*Problem to work on*
Nothing in the data is to be left out; copy it exactly.
=== Begin Enclosure ===
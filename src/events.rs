use std::panic::{self, AssertUnwindSafe};
use std::sync::mpsc;

use serde_derive::{Deserialize, Serialize};
use tracing::warn;

pub type ObserverError = Box<dyn std::error::Error + Send + Sync>;

#[derive(Serialize, Deserialize, Debug, Clone, Copy, PartialEq, Eq, Hash)]
#[serde(rename_all = "snake_case")]
pub enum WarningCode {
    EarlyBallDetectionFailed,
    TemplateUnavailable,
    SearchExhausted,
    InsufficientDetections,
    TrackingLost,
}

impl WarningCode {
    pub fn as_str(&self) -> &'static str {
        match self {
            WarningCode::EarlyBallDetectionFailed => "early_ball_detection_failed",
            WarningCode::TemplateUnavailable => "template_unavailable",
            WarningCode::SearchExhausted => "search_exhausted",
            WarningCode::InsufficientDetections => "insufficient_detections",
            WarningCode::TrackingLost => "tracking_lost",
        }
    }
}

impl std::fmt::Display for WarningCode {
    fn fmt(&self, f: &mut std::fmt::Formatter<'_>) -> std::fmt::Result {
        f.write_str(self.as_str())
    }
}

#[derive(Serialize, Deserialize, Debug, Clone, PartialEq)]
#[serde(tag = "type", rename_all = "snake_case")]
pub enum TrackingEvent {
    Progress { percent: f32, message: String },
    Warning { code: WarningCode, message: String },
}

pub trait TrackingObserver {
    fn on_progress(&self, _percent: f32, _message: &str) -> Result<(), ObserverError> {
        Ok(())
    }

    fn on_warning(&self, _code: WarningCode, _message: &str) -> Result<(), ObserverError> {
        Ok(())
    }
}

#[derive(Debug, Default, Clone, Copy)]
pub struct NoopObserver;

impl TrackingObserver for NoopObserver {}

/// Forwards events over a channel. A dropped receiver surfaces as an
/// observer error, which the notifier logs and ignores.
#[derive(Debug, Clone)]
pub struct ChannelObserver {
    tx: mpsc::Sender<TrackingEvent>,
}

impl ChannelObserver {
    pub fn new(tx: mpsc::Sender<TrackingEvent>) -> Self {
        Self { tx }
    }

    pub fn channel() -> (Self, mpsc::Receiver<TrackingEvent>) {
        let (tx, rx) = mpsc::channel();
        (Self { tx }, rx)
    }
}

impl TrackingObserver for ChannelObserver {
    fn on_progress(&self, percent: f32, message: &str) -> Result<(), ObserverError> {
        self.tx.send(TrackingEvent::Progress {
            percent,
            message: message.to_owned(),
        })?;

        Ok(())
    }

    fn on_warning(&self, code: WarningCode, message: &str) -> Result<(), ObserverError> {
        self.tx.send(TrackingEvent::Warning {
            code,
            message: message.to_owned(),
        })?;

        Ok(())
    }
}

#[derive(Clone, Copy)]
pub struct Notifier<'a> {
    observer: &'a dyn TrackingObserver,
}

impl<'a> Notifier<'a> {
    pub fn new(observer: &'a dyn TrackingObserver) -> Self {
        Self { observer }
    }

    pub fn progress(&self, percent: f32, message: &str) {
        let percent = percent.clamp(0.0, 100.0);
        let observer = self.observer;

        match panic::catch_unwind(AssertUnwindSafe(|| observer.on_progress(percent, message))) {
            Ok(Ok(())) => (),
            Ok(Err(err)) => warn!(%err, "progress observer failed"),
            Err(_) => warn!("progress observer panicked"),
        }
    }

    pub fn warning(&self, code: WarningCode, message: &str) {
        let observer = self.observer;

        match panic::catch_unwind(AssertUnwindSafe(|| observer.on_warning(code, message))) {
            Ok(Ok(())) => (),
            Ok(Err(err)) => warn!(%err, code = code.as_str(), "warning observer failed"),
            Err(_) => warn!(code = code.as_str(), "warning observer panicked"),
        }
    }
}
=== End Enclosure ===
*Answer space*
filename src/events.rs
use std::panic::{self, AssertUnwindSafe};
use std::sync::mpsc;

use serde_derive::{Deserialize, Serialize};
use tracing::warn;

pub type ObserverError = Box<dyn std::error::Error + Send + Sync>;

#[derive(Serialize, Deserialize, Debug, Clone, Copy, PartialEq, Eq, Hash)]
#[serde(rename_all = "snake_case")]
pub enum WarningCode {
    EarlyBallDetectionFailed,
    TemplateUnavailable,
    SearchExhausted,
    InsufficientDetections,
    TrackingLost,
}

impl WarningCode {
    pub fn as_str(&self) -> &'static str {
        match self {
            WarningCode::EarlyBallDetectionFailed => "early_ball_detection_failed",
            WarningCode::TemplateUnavailable => "template_unavailable",
            WarningCode::SearchExhausted => "search_exhausted",
            WarningCode::InsufficientDetections => "insufficient_detections",
            WarningCode::TrackingLost => "tracking_lost",
        }
    }
}

impl std::fmt::Display for WarningCode {
    fn fmt(&self, f: &mut std::fmt::Formatter<'_>) -> std::fmt::Result {
        f.write_str(self.as_str())
    }
}

#[derive(Serialize, Deserialize, Debug, Clone, PartialEq)]
#[serde(tag = "type", rename_all = "snake_case")]
pub enum TrackingEvent {
    Progress { percent: f32, message: String },
    Warning { code: WarningCode, message: String },
}

pub trait TrackingObserver {
    fn on_progress(&self, _percent: f32, _message: &str) -> Result<(), ObserverError> {
        Ok(())
    }

    fn on_warning(&self, _code: WarningCode, _message: &str) -> Result<(), ObserverError> {
        Ok(())
    }
}

#[derive(Debug, Default, Clone, Copy)]
pub struct NoopObserver;

impl TrackingObserver for NoopObserver {}

/// Forwards events over a channel. A dropped receiver surfaces as an
/// observer error, which the notifier logs and ignores.
#[derive(Debug, Clone)]
pub struct ChannelObserver {
    tx: mpsc::Sender<TrackingEvent>,
}

impl ChannelObserver {
    pub fn new(tx: mpsc::Sender<TrackingEvent>) -> Self {
        Self { tx }
    }

    pub fn channel() -> (Self, mpsc::Receiver<TrackingEvent>) {
        let (tx, rx) = mpsc::channel();
        (Self { tx }, rx)
    }
}

impl TrackingObserver for ChannelObserver {
    fn on_progress(&self, percent: f32, message: &str) -> Result<(), ObserverError> {
        self.tx.send(TrackingEvent::Progress {
            percent,
            message: message.to_owned(),
        })?;

        Ok(())
    }

    fn on_warning(&self, code: WarningCode, message: &str) -> Result<(), ObserverError> {
        self.tx.send(TrackingEvent::Warning {
            code,
            message: message.to_owned(),
        })?;

        Ok(())
    }
}

#[derive(Clone, Copy)]
pub struct Notifier<'a> {
    observer: &'a dyn TrackingObserver,
}

impl<'a> Notifier<'a> {
    pub fn new(observer: &'a dyn TrackingObserver) -> Self {
        Self { observer }
    }

    pub fn progress(&self, percent: f32, message: &str) {
        let percent = percent.clamp(0.0, 100.0);
        let observer = self.observer;

        match panic::catch_unwind(AssertUnwindSafe(|| observer.on_progress(percent, message))) {
            Ok(Ok(())) => (),
            Ok(Err(err)) => warn!(%err, "progress observer failed"),
            Err(_) => warn!("progress observer panicked"),
        }
    }

    pub fn warning(&self, code: WarningCode, message: &str) {
        let observer = self.observer;

        match panic::catch_unwind(AssertUnwindSafe(|| observer.on_warning(code, message))) {
            Ok(Ok(())) => (),
            Ok(Err(err)) => warn!(%err, code = code.as_str(), "warning observer failed"),
            Err(_) => warn!(code = code.as_str(), "warning observer panicked"),
        }
    }
}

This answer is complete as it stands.